→ **INSTRUCTIONS FOR THE TASK**
Across the listing below, count the lines with "size" in them. Write nothing but the number.

→ **EXERCISE MATERIAL**

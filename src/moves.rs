use std::fmt;

use serde::{Deserialize, Serialize};

/// A (row, col) coordinate. Row 0 is Black's back rank.
#[derive(Clone, Copy, PartialEq, Eq, Hash, Serialize, Deserialize, Debug)]
pub struct Position {
    pub row: i32,
    pub col: i32,
}

impl Position {
    pub const fn new(row: i32, col: i32) -> Self {
        Position { row, col }
    }

    /// True iff the coordinate lies on a `size`×`size` board.
    pub fn is_valid(&self, size: i32) -> bool {
        self.row >= 0 && self.row < size && self.col >= 0 && self.col < size
    }

    pub fn offset(&self, dr: i32, dc: i32) -> Position {
        Position::new(self.row + dr, self.col + dc)
    }

    /// Manhattan distance to another cell.
    pub fn distance(&self, other: Position) -> i32 {
        (self.row - other.row).abs() + (self.col - other.col).abs()
    }
}

impl fmt::Display for Position {
    fn fmt(&self, f: &mut fmt::Formatter<'_>) -> fmt::Result {
        write!(f, "({},{})", self.row, self.col)
    }
}

#[derive(Clone, Copy, PartialEq, Eq, Hash, Serialize, Deserialize, Debug)]
pub struct Move {
    pub from: Position,
    pub to: Position,
}

impl Move {
    pub const fn new(from: Position, to: Position) -> Self {
        Move { from, to }
    }
}

impl fmt::Display for Move {
    fn fmt(&self, f: &mut fmt::Formatter<'_>) -> fmt::Result {
        write!(f, "{}->{}", self.from, self.to)
    }
}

→ **OUTPUT**
3